Michelle Jurkovich, an assistant professor of political science and affiliated faculty at the McCormack Graduate School of Policy and Global Studies, has recently been named one of twelve Kluge Fellows at the John W. Kluge Center at the Library of Congress. She will spend her five-month term continuing her work around food security, economic and social rights, and ethics.
The internationally competitive fellowship gives early career academics space and $5,000 per month in funding to research an ongoing project in the humanities or social sciences at the library, though scholars whose projects relate to contemporary issues are given special deliberation.
Jurkovich’s project, “Good Enough? The Politics of Constructing the Refugee Ration,” addresses the fact that there are more refugees in the world now than any time since World War II, and that figuring out how to sustain these people is a serious challenge.
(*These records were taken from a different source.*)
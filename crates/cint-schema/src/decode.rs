//! # Document Decoder
//!
//! Turns the raw bytes of a config file into an engine [`Value`]. The
//! format is chosen from the lowercased extension before any decoding is
//! attempted. Every decoded mapping key and sequence item carries the
//! document line it was found on, so violations can point back into the
//! config file.

use std::path::Path;
use std::sync::Arc;

use cint_core::{CintError, DocumentFormat};
use cint_lang::{Context, ListBuilder, Pos, StructBuilder, Value};

use crate::locate::{LineMap, Segment};

/// Decode a config document.
///
/// # Errors
///
/// Returns [`CintError::UnsupportedFormat`] for an unknown extension and
/// [`CintError::Decode`] for malformed YAML or JSON.
pub fn decode_document(ctx: &Context, path: &Path, bytes: &[u8]) -> Result<Value, CintError> {
    let format = DocumentFormat::from_path(path)?;
    let file = ctx.intern(&path.display().to_string());
    let text = String::from_utf8_lossy(bytes);

    match format {
        DocumentFormat::Yaml => {
            let yaml: serde_yaml::Value =
                serde_yaml::from_slice(bytes).map_err(|e| decode_error(format, e))?;
            let lines = LineMap::yaml(&text);
            Converter::new(file, &lines)
                .yaml(&yaml)
                .map_err(|reason| CintError::Decode {
                    format: format.name(),
                    reason,
                })
        }
        DocumentFormat::Json => {
            let json: serde_json::Value =
                serde_json::from_slice(bytes).map_err(|e| decode_error(format, e))?;
            let lines = LineMap::json(&text);
            Ok(Converter::new(file, &lines).json(&json))
        }
    }
}

fn decode_error(format: DocumentFormat, e: impl std::fmt::Display) -> CintError {
    CintError::Decode {
        format: format.name(),
        reason: e.to_string(),
    }
}

struct Converter<'a> {
    file: Arc<str>,
    lines: &'a LineMap,
    path: Vec<Segment>,
}

impl<'a> Converter<'a> {
    fn new(file: Arc<str>, lines: &'a LineMap) -> Self {
        Self {
            file,
            lines,
            path: Vec::new(),
        }
    }

    fn pos(&self) -> Option<Pos> {
        self.lines
            .line(&self.path)
            .map(|line| Pos::document(self.file.clone(), line))
    }

    fn yaml(&mut self, yaml: &serde_yaml::Value) -> Result<Value, String> {
        match yaml {
            serde_yaml::Value::Null => Ok(Value::Null),
            serde_yaml::Value::Bool(b) => Ok(Value::Bool(*b)),
            serde_yaml::Value::Number(n) => {
                if let Some(i) = n.as_i64() {
                    Ok(Value::Int(i128::from(i)))
                } else if let Some(u) = n.as_u64() {
                    Ok(Value::Int(i128::from(u)))
                } else if let Some(f) = n.as_f64() {
                    Ok(Value::Float(f))
                } else {
                    Err(format!("unsupported YAML number: {n}"))
                }
            }
            serde_yaml::Value::String(s) => Ok(Value::String(s.clone())),
            serde_yaml::Value::Sequence(seq) => {
                let mut list = ListBuilder::new();
                for (i, item) in seq.iter().enumerate() {
                    self.path.push(Segment::Index(i));
                    let value = self.yaml(item)?;
                    let pos = self.pos();
                    self.path.pop();
                    list.push(value, pos);
                }
                Ok(list.build())
            }
            serde_yaml::Value::Mapping(map) => {
                let mut fields = StructBuilder::new();
                for (k, v) in map {
                    let key = match k {
                        serde_yaml::Value::String(s) => s.clone(),
                        serde_yaml::Value::Number(n) => n.to_string(),
                        serde_yaml::Value::Bool(b) => b.to_string(),
                        serde_yaml::Value::Null => "null".to_string(),
                        other => return Err(format!("unsupported YAML map key type: {other:?}")),
                    };
                    self.path.push(Segment::Key(key.clone()));
                    let value = self.yaml(v)?;
                    let pos = self.pos();
                    self.path.pop();
                    fields.insert(key, value, pos);
                }
                Ok(fields.build())
            }
            // Tags carry no meaning for validation.
            serde_yaml::Value::Tagged(tagged) => self.yaml(&tagged.value),
        }
    }

    fn json(&mut self, json: &serde_json::Value) -> Value {
        match json {
            serde_json::Value::Null => Value::Null,
            serde_json::Value::Bool(b) => Value::Bool(*b),
            serde_json::Value::Number(n) => {
                if let Some(i) = n.as_i64() {
                    Value::Int(i128::from(i))
                } else if let Some(u) = n.as_u64() {
                    Value::Int(i128::from(u))
                } else {
                    Value::Float(n.as_f64().unwrap_or(f64::NAN))
                }
            }
            serde_json::Value::String(s) => Value::String(s.clone()),
            serde_json::Value::Array(items) => {
                let mut list = ListBuilder::new();
                for (i, item) in items.iter().enumerate() {
                    self.path.push(Segment::Index(i));
                    let value = self.json(item);
                    let pos = self.pos();
                    self.path.pop();
                    list.push(value, pos);
                }
                list.build()
            }
            serde_json::Value::Object(map) => {
                let mut fields = StructBuilder::new();
                for (key, v) in map {
                    self.path.push(Segment::Key(key.clone()));
                    let value = self.json(v);
                    let pos = self.pos();
                    self.path.pop();
                    fields.insert(key.clone(), value, pos);
                }
                fields.build()
            }
        }
    }
}

#[cfg(test)]
mod tests {
    use super::*;

    fn decode(name: &str, text: &str) -> Result<Value, CintError> {
        decode_document(&Context::new(), Path::new(name), text.as_bytes())
    }

    fn field<'v>(v: &'v Value, name: &str) -> &'v cint_lang::value::Field {
        let Value::Struct(s) = v else {
            panic!("expected struct, got {v}");
        };
        s.field(name).unwrap()
    }

    #[test]
    fn test_yaml_scalars_map_to_engine_values() {
        let v = decode("c.yaml", "name: svc\nreplicas: 3\nratio: 0.5\ndebug: true\nnote: null\n").unwrap();
        assert_eq!(field(&v, "name").value, Value::String("svc".into()));
        assert_eq!(field(&v, "replicas").value, Value::Int(3));
        assert_eq!(field(&v, "ratio").value, Value::Float(0.5));
        assert_eq!(field(&v, "debug").value, Value::Bool(true));
        assert_eq!(field(&v, "note").value, Value::Null);
    }

    #[test]
    fn test_yaml_fields_carry_document_lines() {
        let v = decode("c.yaml", "name: svc\n\nreplicas: 3\n").unwrap();
        let pos = &field(&v, "replicas").positions[0];
        assert_eq!((pos.file(), pos.line()), ("c.yaml", 3));
    }

    #[test]
    fn test_json_fields_carry_document_lines() {
        let v = decode("c.json", "{\n  \"name\": \"svc\",\n  \"replicas\": 3\n}").unwrap();
        assert_eq!(field(&v, "replicas").positions[0].line(), 3);
        assert_eq!(field(&v, "replicas").value, Value::Int(3));
    }

    #[test]
    fn test_extension_match_is_case_insensitive() {
        assert!(decode("C.YML", "a: 1").is_ok());
        assert!(decode("c.JSON", "{}").is_ok());
    }

    #[test]
    fn test_unsupported_extension_is_rejected_before_decoding() {
        let err = decode("c.toml", "not even toml").unwrap_err();
        assert_eq!(
            err.to_string(),
            "unsupported file format: .toml (supported: .yaml, .yml, .json)"
        );
    }

    #[test]
    fn test_malformed_yaml_is_a_decode_error() {
        let err = decode("c.yaml", "name: [unclosed\n").unwrap_err();
        assert!(err.to_string().starts_with("failed to parse YAML: "), "{err}");
    }

    #[test]
    fn test_malformed_json_is_a_decode_error() {
        let err = decode("c.json", "{\"name\": ").unwrap_err();
        assert!(err.to_string().starts_with("failed to parse JSON: "), "{err}");
    }

    #[test]
    fn test_yaml_non_string_keys_are_stringified() {
        let v = decode("c.yaml", "8080: http\ntrue: yes\n").unwrap();
        assert_eq!(field(&v, "8080").value, Value::String("http".into()));
        assert_eq!(field(&v, "true").value, Value::String("yes".into()));
    }

    #[test]
    fn test_yaml_tags_are_ignored() {
        let v = decode("c.yaml", "port: !custom 80\n").unwrap();
        assert_eq!(field(&v, "port").value, Value::Int(80));
    }

    #[test]
    fn test_json_key_order_is_preserved() {
        let v = decode("c.json", r#"{"b": 1, "a": 2}"#).unwrap();
        let Value::Struct(s) = v else { panic!() };
        let names: Vec<_> = s.fields.iter().map(|f| f.label.name().to_string()).collect();
        assert_eq!(names, ["b", "a"]);
    }

    #[test]
    fn test_empty_yaml_is_null() {
        assert_eq!(decode("c.yaml", "").unwrap(), Value::Null);
    }
}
“Especially for encamped refugee communities with limited mobility, these rations provide the full basket of household food available,” Jurkovich said. “Household health and dignity are tied to the composition of these rations in complex ways, and yet contemporary rations for refugee camps are often woefully inadequate.”
In “Good Enough?” Jurkovich evaluates the history of ration packages and how authorities decided what a “good enough” ration should be, as well as analyzing how stereotyping and racism, the language of science and nutrition, and the idea of an “appropriate” diet have affected what goes into refugee rations.
“I believe that everyone should be entitled to enough nutritious food to live a healthy and dignified life,” said Jurkovich. “It seems like a basic thing, but feeding populations is intensely political, even when we wish it were not.”